Wednesday, September 24th, 2008

I was reading a post on the message boards yesterday about the option of an online trainer… there were some links recommending good ones but I was thinking if I went this route I would want a female. I’m wondering if this would be a good option for me? Obviously there are some down sides to it but what are the pros and cons? Just thinking about it….

Funny how that works!

Monday, September 22nd, 2008

Let’s see… I stayed in control of my eating this weekend, journaled eveything I put in my mouth and I worked out Fri, Sat and Sun…. and I ended up with a weight loss again this morning… Monday Morning Weight Loss?! How can that be?! I sure felt a heck of a lot better this morning knowing that I had the will power to make healthy decisions all weekend. Passing up pizza and getting my butt off the couch was hard at the moment but those moments paid off when I realized I’m closer to my goals this morning.

Right now at the gym I have been focusing on cardio because I’m just trying to burn this fat. I know in the whole scheme of things that muscle burns fat but how will I have ever see my muscles with the layer of fat I have going on right now? Back in July before I went back to work I was able to do my weight training routine and 30 minutes of cardio but now I haven’t had as much time to spend at the gym so I try to use my time wisely and get the cardio done. My plan is once I lose 10 more pounds I will focus on my weight training again. I’m running 3 miles or walking 4-5 at a 14 min mile pace at an incline so doesn’t that build muscle as well? I guess I will see when I get my Body Fat measured again on October 12.

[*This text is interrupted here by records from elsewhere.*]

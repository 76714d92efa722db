//! Store client configuration.

/// Errors raised while reading client configuration. Always fatal.
#[derive(Debug, PartialEq, Eq, thiserror::Error)]
pub enum ConfigError {
    #[error("{0} must be set in the environment")]
    Missing(&'static str),
}

/// Endpoint and anonymous key of the remote store.
#[derive(Debug, Clone, PartialEq, Eq)]
pub struct ClientConfig {
    /// Base URL of the store, without the `/api/v1` suffix.
    pub store_url: String,
    /// Public key sent in the `apikey` header of every request.
    pub anon_key: String,
}

impl ClientConfig {
    /// Load configuration from `PLANO_STORE_URL` and `PLANO_STORE_ANON_KEY`.
    pub fn from_env() -> Result<Self, ConfigError> {
        Self::from_lookup(|key| std::env::var(key).ok())
    }

    /// Build a configuration from any key lookup. Empty values count as missing.
    pub fn from_lookup<F>(lookup: F) -> Result<Self, ConfigError>
    where
        F: Fn(&str) -> Option<String>,
    {
        let required = |key: &'static str| {
            lookup(key)
                .map(|value| value.trim().to_string())
                .filter(|value| !value.is_empty())
                .ok_or(ConfigError::Missing(key))
        };

        Ok(Self {
            store_url: required("PLANO_STORE_URL")?,
            anon_key: required("PLANO_STORE_ANON_KEY")?,
        })
    }
}
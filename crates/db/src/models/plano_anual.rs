//! Plan action model.

use plano_core::status::PlanoStatus;
use plano_core::types::{Date, DbId, Timestamp};
use serde::Serialize;
use sqlx::FromRow;

/// A row from the `plano_anual` table.
#[derive(Debug, Clone, FromRow, Serialize)]
pub struct PlanoAnual {
    pub id: DbId,
    pub regional_id: DbId,
    pub responsavel_id: DbId,
    pub acao: String,
    pub descricao: Option<String>,
    pub objetivo: Option<String>,
    pub prazo_inicio: Date,
    pub prazo_fim: Date,
    #[sqlx(try_from = "String")]
    pub status: PlanoStatus,
    pub observacoes: Option<String>,
    pub data_atualizacao: Timestamp,
    pub created_at: Timestamp,
    pub created_by: Option<DbId>,
}

/// A plan action with the display names of its regional and responsável,
/// resolved at read time.
#[derive(Debug, Clone, FromRow, Serialize)]
pub struct PlanoAnualWithNames {
    #[sqlx(flatten)]
    #[serde(flatten)]
    pub plano: PlanoAnual,
    pub nome_regional: String,
    pub nome_responsavel: String,
}
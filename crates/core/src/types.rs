/// All database primary keys are PostgreSQL BIGSERIAL.
pub type DbId = i64;

/// All timestamps are UTC.
pub type Timestamp = chrono::DateTime<chrono::Utc>;

/// Plan deadlines are calendar dates without a time zone.
pub type Date = chrono::NaiveDate;
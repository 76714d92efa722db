//! User-facing messages (pt-BR).
//!
//! Screens show exactly one of these on failure. Transport and store details
//! go to the log, never to the user.

pub const LOAD_DATA_FAILED: &str = "Erro ao carregar dados";
pub const LOAD_PLANOS_FAILED: &str = "Erro ao carregar planos";
pub const LOAD_REGIONAIS_FAILED: &str = "Erro ao carregar regionais";
pub const LOAD_STATS_FAILED: &str = "Erro ao carregar estatísticas";

pub const FILL_ALL_FIELDS: &str = "Preencha todos os campos";
pub const FILL_REQUIRED_FIELDS: &str = "Preencha todos os campos obrigatórios";

pub const SAVE_PLANO_FAILED: &str = "Erro ao salvar plano";
pub const DELETE_PLANO_FAILED: &str = "Erro ao excluir plano";

pub const CREATE_REGIONAL_FAILED: &str = "Erro ao adicionar regional";
pub const UPDATE_REGIONAL_FAILED: &str = "Erro ao atualizar regional";
pub const DELETE_REGIONAL_FAILED: &str = "Erro ao excluir regional";
pub const DELETE_REGIONAL_HAS_DEPENDENTS: &str =
    "Erro ao excluir regional. Verifique se não há responsáveis vinculados.";

pub const CREATE_RESPONSAVEL_FAILED: &str = "Erro ao adicionar responsável";
pub const UPDATE_RESPONSAVEL_FAILED: &str = "Erro ao atualizar responsável";
pub const DELETE_RESPONSAVEL_FAILED: &str = "Erro ao excluir responsável";
pub const DELETE_RESPONSAVEL_HAS_DEPENDENTS: &str =
    "Erro ao excluir responsável. Verifique se não há planos vinculados.";

pub const LOGIN_FAILED: &str = "Email ou senha inválidos";
pub const REGISTER_FAILED: &str = "Erro ao criar conta";
pub const SIGN_OUT_FAILED: &str = "Erro ao sair";

pub const CONFIRM_DELETE_PLANO: &str = "Tem certeza que deseja excluir este plano?";
pub const CONFIRM_DELETE_REGIONAL: &str = "Tem certeza que deseja excluir esta regional?";
pub const CONFIRM_DELETE_RESPONSAVEL: &str = "Tem certeza que deseja excluir este responsável?";
pub const CONFIRM_SIGN_OUT: &str = "Deseja realmente sair?";

pub const OFFLINE_BANNER: &str =
    "Você está offline. Algumas funcionalidades podem estar limitadas.";
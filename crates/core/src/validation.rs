//! Write-side validation shared by the server and the view-models.
//!
//! Validation always runs before a request is issued; the server repeats it
//! so a misbehaving client cannot store a blank name or action.

use validator::{Validate, ValidationError};

use crate::error::CoreError;

/// Reject empty and whitespace-only strings.
pub fn not_blank(value: &str) -> Result<(), ValidationError> {
    if value.trim().is_empty() {
        return Err(ValidationError::new("blank"));
    }
    Ok(())
}

/// Run `validator` rules and collapse failures into a [`CoreError::Validation`]
/// naming the offending fields in alphabetical order.
pub fn validate_payload<T: Validate>(payload: &T) -> Result<(), CoreError> {
    payload.validate().map_err(|errors| {
        let mut fields: Vec<String> = errors
            .field_errors()
            .into_keys()
            .map(|field| field.to_string())
            .collect();
        fields.sort();
        CoreError::Validation(format!("Missing or blank fields: {}", fields.join(", ")))
    })
}
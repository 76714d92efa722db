//! Handlers for the `/regionais` resource.

use axum::extract::{Path, State};
use axum::http::StatusCode;
use axum::response::IntoResponse;
use axum::Json;
use plano_core::error::CoreError;
use plano_core::payload::RegionalPayload;
use plano_core::types::DbId;
use plano_core::validation::validate_payload;
use plano_db::repositories::RegionalRepo;

use crate::error::{delete_error, AppError, AppResult};
use crate::middleware::auth::AuthUser;
use crate::response::DataResponse;
use crate::state::AppState;

/// GET /api/v1/regionais
///
/// All regionais ordered by name.
pub async fn list_regionais(
    _user: AuthUser,
    State(state): State<AppState>,
) -> AppResult<impl IntoResponse> {
    let regionais = RegionalRepo::list(&state.pool).await?;
    Ok(Json(DataResponse { data: regionais }))
}

/// POST /api/v1/regionais
pub async fn create_regional(
    user: AuthUser,
    State(state): State<AppState>,
    Json(input): Json<RegionalPayload>,
) -> AppResult<impl IntoResponse> {
    validate_payload(&input)?;

    let regional = RegionalRepo::create(&state.pool, &input, user.user_id).await?;

    tracing::info!(
        regional_id = regional.id,
        user_id = user.user_id,
        "Regional created",
    );

    Ok((StatusCode::CREATED, Json(DataResponse { data: regional })))
}

/// PUT /api/v1/regionais/{id}
pub async fn update_regional(
    user: AuthUser,
    State(state): State<AppState>,
    Path(regional_id): Path<DbId>,
    Json(input): Json<RegionalPayload>,
) -> AppResult<impl IntoResponse> {
    validate_payload(&input)?;

    let regional = RegionalRepo::update(&state.pool, regional_id, &input)
        .await?
        .ok_or(AppError::Core(CoreError::NotFound {
            entity: "Regional",
            id: regional_id,
        }))?;

    tracing::info!(regional_id, user_id = user.user_id, "Regional updated");

    Ok(Json(DataResponse { data: regional }))
}

/// DELETE /api/v1/regionais/{id}
///
/// Refused with 409 `DEPENDENT_RECORDS` while any responsável or plan action
/// references the regional.
pub async fn delete_regional(
    user: AuthUser,
    State(state): State<AppState>,
    Path(regional_id): Path<DbId>,
) -> AppResult<impl IntoResponse> {
    let deleted = RegionalRepo::delete(&state.pool, regional_id)
        .await
        .map_err(delete_error("Regional"))?;

    if !deleted {
        return Err(AppError::Core(CoreError::NotFound {
            entity: "Regional",
            id: regional_id,
        }));
    }

    tracing::info!(regional_id, user_id = user.user_id, "Regional deleted");

    Ok(StatusCode::NO_CONTENT)
}
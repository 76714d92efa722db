//! Route definitions for the `/auth` resource.

use axum::routing::{get, post};
use axum::Router;

use crate::handlers::auth;
use crate::state::AppState;

/// Routes mounted at `/auth`.
///
/// ```text
/// POST /register -> register
/// POST /login    -> login
/// POST /refresh  -> refresh
/// POST /logout   -> logout (requires auth)
/// GET  /me       -> me (requires auth)
/// ```
pub fn router() -> Router<AppState> {
    Router::new()
        .route("/register", post(auth::register))
        .route("/login", post(auth::login))
        .route("/refresh", post(auth::refresh))
        .route("/logout", post(auth::logout))
        .route("/me", get(auth::me))
}
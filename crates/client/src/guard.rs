//! Mount guards and navigation.
//!
//! A screen is handed a [`ViewGuard`] when it is mounted. Navigating away
//! advances the shared generation, so results of requests that were still in
//! flight are recognised as stale and dropped instead of being applied to a
//! screen nobody is looking at.

use std::sync::atomic::{AtomicU64, Ordering};
use std::sync::Arc;

/// Shared mount generation. Cloning shares the counter.
#[derive(Debug, Clone, Default)]
pub struct MountCounter {
    generation: Arc<AtomicU64>,
}

impl MountCounter {
    /// A guard valid until the next [`advance`](Self::advance).
    pub fn mount(&self) -> ViewGuard {
        ViewGuard {
            generation: Arc::clone(&self.generation),
            mounted_at: self.generation.load(Ordering::Acquire),
        }
    }

    /// Invalidate every guard handed out so far.
    pub fn advance(&self) {
        self.generation.fetch_add(1, Ordering::AcqRel);
    }
}

/// Proof that a screen is still the one on display.
#[derive(Debug, Clone)]
pub struct ViewGuard {
    generation: Arc<AtomicU64>,
    mounted_at: u64,
}

impl ViewGuard {
    pub fn is_current(&self) -> bool {
        self.generation.load(Ordering::Acquire) == self.mounted_at
    }

    /// A guard that never goes stale, for screens used outside a [`Navigator`].
    pub fn detached() -> Self {
        MountCounter::default().mount()
    }
}

/// The main views of the authenticated shell.
#[derive(Debug, Clone, Copy, Default, PartialEq, Eq, Hash)]
pub enum View {
    #[default]
    Dashboard,
    Plano,
    Regionais,
    Responsaveis,
}

impl View {
    pub const ALL: [View; 4] = [View::Dashboard, View::Plano, View::Regionais, View::Responsaveis];

    /// Menu label.
    pub fn label(self) -> &'static str {
        match self {
            View::Dashboard => "Dashboard",
            View::Plano => "Plano Anual",
            View::Regionais => "Regionais",
            View::Responsaveis => "Responsáveis",
        }
    }
}

/// Holds the current view and the mount generation of the shell.
#[derive(Debug, Default)]
pub struct Navigator {
    current: View,
    counter: MountCounter,
}

impl Navigator {
    pub fn current(&self) -> View {
        self.current
    }

    pub fn counter(&self) -> &MountCounter {
        &self.counter
    }

    /// Guard for the view currently on display.
    pub fn mount(&self) -> ViewGuard {
        self.counter.mount()
    }

    /// Switch to `view`, invalidating the previous view's guard.
    ///
    /// Re-selecting the current view remounts it as well.
    pub fn navigate(&mut self, view: View) -> ViewGuard {
        tracing::debug!(from = ?self.current, to = ?view, "Navigating");
        self.counter.advance();
        self.current = view;
        self.counter.mount()
    }

    /// Back to the dashboard with every guard invalidated (sign-out).
    pub fn reset(&mut self) {
        self.counter.advance();
        self.current = View::default();
    }
}
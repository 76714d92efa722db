//! Domain logic for the annual security plan.
//!
//! This crate holds no database or HTTP dependencies. Storage lives in
//! `plano-db`, the HTTP surface in `plano-api` and the per-screen view state
//! in `plano-client`; all of them share the types and rules defined here.

pub mod dashboard;
pub mod error;
pub mod filter;
pub mod messages;
pub mod payload;
pub mod status;
pub mod types;
pub mod validation;
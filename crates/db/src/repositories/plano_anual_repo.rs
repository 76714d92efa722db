//! Repository for the `plano_anual` table.
//!
//! `data_atualizacao` is stamped with the database clock on every write and
//! `created_by` only on insert, so an update can never reassign attribution.

use plano_core::filter::PlanoFilter;
use plano_core::payload::PlanoPayload;
use plano_core::status::PlanoStatus;
use plano_core::types::DbId;
use sqlx::PgPool;

use crate::models::plano_anual::{PlanoAnual, PlanoAnualWithNames};

const COLUMNS: &str = "id, regional_id, responsavel_id, acao, descricao, objetivo, \
                       prazo_inicio, prazo_fim, status, observacoes, data_atualizacao, \
                       created_at, created_by";

/// Columns for reads joined with `regionais r` and `responsaveis s`.
const JOINED_COLUMNS: &str = "p.id, p.regional_id, p.responsavel_id, p.acao, p.descricao, \
                              p.objetivo, p.prazo_inicio, p.prazo_fim, p.status, \
                              p.observacoes, p.data_atualizacao, p.created_at, p.created_by, \
                              r.nome_regional, s.nome_responsavel";

const JOINS: &str = "FROM plano_anual p
             JOIN regionais r ON r.id = p.regional_id
             JOIN responsaveis s ON s.id = p.responsavel_id";

/// Provides CRUD and listing operations for plan actions.
pub struct PlanoAnualRepo;

impl PlanoAnualRepo {
    /// Insert a plan action attributed to `created_by`.
    pub async fn create(
        pool: &PgPool,
        input: &PlanoPayload,
        created_by: DbId,
    ) -> Result<PlanoAnual, sqlx::Error> {
        let query = format!(
            "INSERT INTO plano_anual
                (regional_id, responsavel_id, acao, descricao, objetivo,
                 prazo_inicio, prazo_fim, status, observacoes, data_atualizacao, created_by)
             VALUES ($1, $2, $3, $4, $5, $6, $7, $8, $9, NOW(), $10)
             RETURNING {COLUMNS}"
        );
        sqlx::query_as::<_, PlanoAnual>(&query)
            .bind(input.regional_id)
            .bind(input.responsavel_id)
            .bind(&input.acao)
            .bind(&input.descricao)
            .bind(&input.objetivo)
            .bind(input.prazo_inicio)
            .bind(input.prazo_fim)
            .bind(input.status.as_str())
            .bind(&input.observacoes)
            .bind(created_by)
            .fetch_one(pool)
            .await
    }

    /// Find a plan action with its parent names.
    pub async fn find_by_id(
        pool: &PgPool,
        id: DbId,
    ) -> Result<Option<PlanoAnualWithNames>, sqlx::Error> {
        let query = format!("SELECT {JOINED_COLUMNS} {JOINS} WHERE p.id = $1");
        sqlx::query_as::<_, PlanoAnualWithNames>(&query)
            .bind(id)
            .fetch_optional(pool)
            .await
    }

    /// List plan actions matching every supplied filter, latest deadline first.
    ///
    /// Rows sharing a `prazo_fim` come back in whatever order the planner
    /// chooses; callers must not rely on it.
    pub async fn list(
        pool: &PgPool,
        filter: &PlanoFilter,
    ) -> Result<Vec<PlanoAnualWithNames>, sqlx::Error> {
        let query = format!(
            "SELECT {JOINED_COLUMNS} {JOINS}
             WHERE ($1::BIGINT IS NULL OR p.regional_id = $1)
               AND ($2::BIGINT IS NULL OR p.responsavel_id = $2)
               AND ($3::TEXT IS NULL OR p.status = $3)
             ORDER BY p.prazo_fim DESC"
        );
        sqlx::query_as::<_, PlanoAnualWithNames>(&query)
            .bind(filter.regional_id)
            .bind(filter.responsavel_id)
            .bind(filter.status.map(PlanoStatus::as_str))
            .fetch_all(pool)
            .await
    }

    /// Status of every plan action, for dashboard aggregation.
    pub async fn list_statuses(pool: &PgPool) -> Result<Vec<PlanoStatus>, sqlx::Error> {
        let rows: Vec<(String,)> = sqlx::query_as("SELECT status FROM plano_anual")
            .fetch_all(pool)
            .await?;
        rows.into_iter()
            .map(|(status,)| {
                status
                    .parse::<PlanoStatus>()
                    .map_err(|e| sqlx::Error::Decode(Box::new(e)))
            })
            .collect()
    }

    /// Replace every editable field and refresh `data_atualizacao`.
    ///
    /// Returns `None` if no row with the given `id` exists.
    pub async fn update(
        pool: &PgPool,
        id: DbId,
        input: &PlanoPayload,
    ) -> Result<Option<PlanoAnual>, sqlx::Error> {
        let query = format!(
            "UPDATE plano_anual SET
                regional_id = $2,
                responsavel_id = $3,
                acao = $4,
                descricao = $5,
                objetivo = $6,
                prazo_inicio = $7,
                prazo_fim = $8,
                status = $9,
                observacoes = $10,
                data_atualizacao = NOW()
             WHERE id = $1
             RETURNING {COLUMNS}"
        );
        sqlx::query_as::<_, PlanoAnual>(&query)
            .bind(id)
            .bind(input.regional_id)
            .bind(input.responsavel_id)
            .bind(&input.acao)
            .bind(&input.descricao)
            .bind(&input.objetivo)
            .bind(input.prazo_inicio)
            .bind(input.prazo_fim)
            .bind(input.status.as_str())
            .bind(&input.observacoes)
            .fetch_optional(pool)
            .await
    }

    /// Permanently delete a plan action. Returns `true` if a row was removed.
    pub async fn delete(pool: &PgPool, id: DbId) -> Result<bool, sqlx::Error> {
        let result = sqlx::query("DELETE FROM plano_anual WHERE id = $1")
            .bind(id)
            .execute(pool)
            .await?;
        Ok(result.rows_affected() > 0)
    }
}
use axum::routing::get;
use axum::Router;

use crate::handlers::dashboard;
use crate::state::AppState;

/// Routes mounted at `/dashboard`.
pub fn router() -> Router<AppState> {
    Router::new().route("/summary", get(dashboard::summary))
}
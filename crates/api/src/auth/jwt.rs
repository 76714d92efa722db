//! JWT access tokens and opaque refresh tokens.
//!
//! Access tokens are HS256-signed JWTs carrying [`Claims`]. Refresh tokens are
//! random UUID strings; only their SHA-256 hash is persisted.

use jsonwebtoken::{decode, encode, DecodingKey, EncodingKey, Header, Validation};
use plano_core::types::DbId;
use serde::{Deserialize, Serialize};
use sha2::{Digest, Sha256};
use uuid::Uuid;

/// Claims embedded in every access token.
#[derive(Debug, Serialize, Deserialize, Clone)]
pub struct Claims {
    /// Subject: the actor's `users.id`.
    pub sub: DbId,
    pub email: String,
    /// Expiration time (UTC Unix timestamp).
    pub exp: i64,
    /// Issued-at time (UTC Unix timestamp).
    pub iat: i64,
    /// Unique token identifier (UUID v4).
    pub jti: String,
}

/// Configuration for JWT token generation and validation.
#[derive(Debug, Clone)]
pub struct JwtConfig {
    /// HMAC-SHA256 secret used to sign and verify tokens.
    pub secret: String,
    /// Access token lifetime in minutes (default: 60).
    pub access_token_expiry_mins: i64,
    /// Refresh token lifetime in days (default: 30).
    pub refresh_token_expiry_days: i64,
}

const DEFAULT_ACCESS_EXPIRY_MINS: i64 = 60;
const DEFAULT_REFRESH_EXPIRY_DAYS: i64 = 30;

impl JwtConfig {
    /// Load JWT configuration from environment variables.
    ///
    /// | Env Var                    | Required | Default |
    /// |----------------------------|----------|---------|
    /// | `JWT_SECRET`               | **yes**  | --      |
    /// | `JWT_ACCESS_EXPIRY_MINS`   | no       | `60`    |
    /// | `JWT_REFRESH_EXPIRY_DAYS`  | no       | `30`    |
    ///
    /// # Panics
    ///
    /// Panics if `JWT_SECRET` is not set or is empty.
    pub fn from_env() -> Self {
        let secret =
            std::env::var("JWT_SECRET").expect("JWT_SECRET must be set in the environment");
        assert!(!secret.is_empty(), "JWT_SECRET must not be empty");

        let access_token_expiry_mins: i64 = std::env::var("JWT_ACCESS_EXPIRY_MINS")
            .unwrap_or_else(|_| DEFAULT_ACCESS_EXPIRY_MINS.to_string())
            .parse()
            .expect("JWT_ACCESS_EXPIRY_MINS must be a valid i64");

        let refresh_token_expiry_days: i64 = std::env::var("JWT_REFRESH_EXPIRY_DAYS")
            .unwrap_or_else(|_| DEFAULT_REFRESH_EXPIRY_DAYS.to_string())
            .parse()
            .expect("JWT_REFRESH_EXPIRY_DAYS must be a valid i64");

        Self {
            secret,
            access_token_expiry_mins,
            refresh_token_expiry_days,
        }
    }
}

/// Generate an HS256 access token for the given actor.
pub fn generate_access_token(
    user_id: DbId,
    email: &str,
    config: &JwtConfig,
) -> Result<String, jsonwebtoken::errors::Error> {
    let now = chrono::Utc::now().timestamp();
    let exp = now + config.access_token_expiry_mins * 60;

    let claims = Claims {
        sub: user_id,
        email: email.to_string(),
        exp,
        iat: now,
        jti: Uuid::new_v4().to_string(),
    };

    encode(
        &Header::default(),
        &claims,
        &EncodingKey::from_secret(config.secret.as_bytes()),
    )
}

/// Validate signature and expiry, returning the embedded [`Claims`].
pub fn validate_token(
    token: &str,
    config: &JwtConfig,
) -> Result<Claims, jsonwebtoken::errors::Error> {
    let token_data = decode::<Claims>(
        token,
        &DecodingKey::from_secret(config.secret.as_bytes()),
        &Validation::default(),
    )?;
    Ok(token_data.claims)
}

/// Returns `(plaintext_token, sha256_hex_hash)`. Only the hash is stored.
pub fn generate_refresh_token() -> (String, String) {
    let plaintext = Uuid::new_v4().to_string();
    let hash = hash_refresh_token(&plaintext);
    (plaintext, hash)
}

/// SHA-256 hex digest of a refresh token.
pub fn hash_refresh_token(token: &str) -> String {
    let mut hasher = Sha256::new();
    hasher.update(token.as_bytes());
    format!("{:x}", hasher.finalize())
}

#[cfg(test)]
mod tests {
    use super::*;

    fn test_config(secret: &str) -> JwtConfig {
        JwtConfig {
            secret: secret.to_string(),
            access_token_expiry_mins: 60,
            refresh_token_expiry_days: 30,
        }
    }

    #[test]
    fn test_generate_and_validate_access_token() {
        let config = test_config("test-secret-that-is-long-enough-for-hmac");
        let token = generate_access_token(42, "gestor@plano.gov", &config)
            .expect("token generation should succeed");

        let claims = validate_token(&token, &config).expect("token validation should succeed");
        assert_eq!(claims.sub, 42);
        assert_eq!(claims.email, "gestor@plano.gov");
        assert!(claims.exp > claims.iat);
        assert!(!claims.jti.is_empty());
    }

    #[test]
    fn test_expired_token_fails() {
        let config = test_config("test-secret-that-is-long-enough-for-hmac");

        // Well beyond the default 60-second leeway.
        let now = chrono::Utc::now().timestamp();
        let claims = Claims {
            sub: 1,
            email: "a@b.c".to_string(),
            exp: now - 300,
            iat: now - 600,
            jti: Uuid::new_v4().to_string(),
        };

        let token = encode(
            &Header::default(),
            &claims,
            &EncodingKey::from_secret(config.secret.as_bytes()),
        )
        .expect("encoding should succeed");

        assert!(validate_token(&token, &config).is_err());
    }

    #[test]
    fn test_refresh_token_hash_is_stable() {
        let (plaintext, hash) = generate_refresh_token();
        assert_eq!(hash, hash_refresh_token(&plaintext));
        assert_eq!(hash.len(), 64);
        assert_ne!(plaintext, hash);
    }

    #[test]
    fn test_different_secrets_fail() {
        let token = generate_access_token(1, "a@b.c", &test_config("secret-alpha"))
            .expect("token generation should succeed");

        assert!(validate_token(&token, &test_config("secret-bravo")).is_err());
    }
}
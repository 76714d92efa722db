//! Handlers for the `/plano-anual` resource.
//!
//! Reads always carry the current `nome_regional` and `nome_responsavel`.
//! Writes are stamped by the database: `data_atualizacao` on every write and
//! `created_by` (from the bearer token) on insert only.

use axum::extract::{Path, Query, State};
use axum::http::StatusCode;
use axum::response::IntoResponse;
use axum::Json;
use plano_core::error::CoreError;
use plano_core::filter::PlanoFilter;
use plano_core::payload::PlanoPayload;
use plano_core::types::DbId;
use plano_core::validation::validate_payload;
use plano_db::models::plano_anual::PlanoAnualWithNames;
use plano_db::repositories::PlanoAnualRepo;

use crate::error::{AppError, AppResult};
use crate::middleware::auth::AuthUser;
use crate::response::DataResponse;
use crate::state::AppState;

fn not_found(id: DbId) -> AppError {
    AppError::Core(CoreError::NotFound {
        entity: "PlanoAnual",
        id,
    })
}

async fn fetch_with_names(state: &AppState, id: DbId) -> AppResult<PlanoAnualWithNames> {
    PlanoAnualRepo::find_by_id(&state.pool, id)
        .await?
        .ok_or_else(|| not_found(id))
}

/// GET /api/v1/plano-anual?regional_id=&responsavel_id=&status=
///
/// Conjunction of the supplied filters, latest `prazo_fim` first.
pub async fn list_planos(
    _user: AuthUser,
    State(state): State<AppState>,
    Query(filter): Query<PlanoFilter>,
) -> AppResult<impl IntoResponse> {
    let planos = PlanoAnualRepo::list(&state.pool, &filter).await?;
    Ok(Json(DataResponse { data: planos }))
}

/// GET /api/v1/plano-anual/{id}
pub async fn get_plano(
    _user: AuthUser,
    State(state): State<AppState>,
    Path(plano_id): Path<DbId>,
) -> AppResult<impl IntoResponse> {
    let plano = fetch_with_names(&state, plano_id).await?;
    Ok(Json(DataResponse { data: plano }))
}

/// POST /api/v1/plano-anual
pub async fn create_plano(
    user: AuthUser,
    State(state): State<AppState>,
    Json(mut input): Json<PlanoPayload>,
) -> AppResult<impl IntoResponse> {
    validate_payload(&input)?;
    input.normalize();

    let created = PlanoAnualRepo::create(&state.pool, &input, user.user_id).await?;
    let plano = fetch_with_names(&state, created.id).await?;

    tracing::info!(
        plano_id = created.id,
        regional_id = created.regional_id,
        status = %created.status,
        user_id = user.user_id,
        "Plan action created",
    );

    Ok((StatusCode::CREATED, Json(DataResponse { data: plano })))
}

/// PUT /api/v1/plano-anual/{id}
///
/// Replaces every editable field. `created_by` is left untouched.
pub async fn update_plano(
    user: AuthUser,
    State(state): State<AppState>,
    Path(plano_id): Path<DbId>,
    Json(mut input): Json<PlanoPayload>,
) -> AppResult<impl IntoResponse> {
    validate_payload(&input)?;
    input.normalize();

    PlanoAnualRepo::update(&state.pool, plano_id, &input)
        .await?
        .ok_or_else(|| not_found(plano_id))?;
    let plano = fetch_with_names(&state, plano_id).await?;

    tracing::info!(plano_id, status = %input.status, user_id = user.user_id, "Plan action updated");

    Ok(Json(DataResponse { data: plano }))
}

/// DELETE /api/v1/plano-anual/{id}
///
/// Hard delete; nothing references a plan action.
pub async fn delete_plano(
    user: AuthUser,
    State(state): State<AppState>,
    Path(plano_id): Path<DbId>,
) -> AppResult<impl IntoResponse> {
    if !PlanoAnualRepo::delete(&state.pool, plano_id).await? {
        return Err(not_found(plano_id));
    }

    tracing::info!(plano_id, user_id = user.user_id, "Plan action deleted");

    Ok(StatusCode::NO_CONTENT)
}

I’m definately focused on that day October 12 when I have to face the guy who does my body composition testing. I want to see the % go down as well as the scale. I know better than to just care about the number on the scale but it’s difficult to not get obsessed with that. I’m also planning to do my 4mos Progress pictures and measurements that same weekend. All of these things give me an overall picture of the progress that I’m making. And it’s worth the money, time and effort I put into doing each thing.

I’m thinking about hiring a trainer in November as my birthday present to myself. The thing is… I really can’t afford to meet with one every week. So I’m wondering if I only saw her 2 times a month and then followed the weight training plan she put me on by myself all the other days… would this be worth it? It costs about $60/hour at my gym.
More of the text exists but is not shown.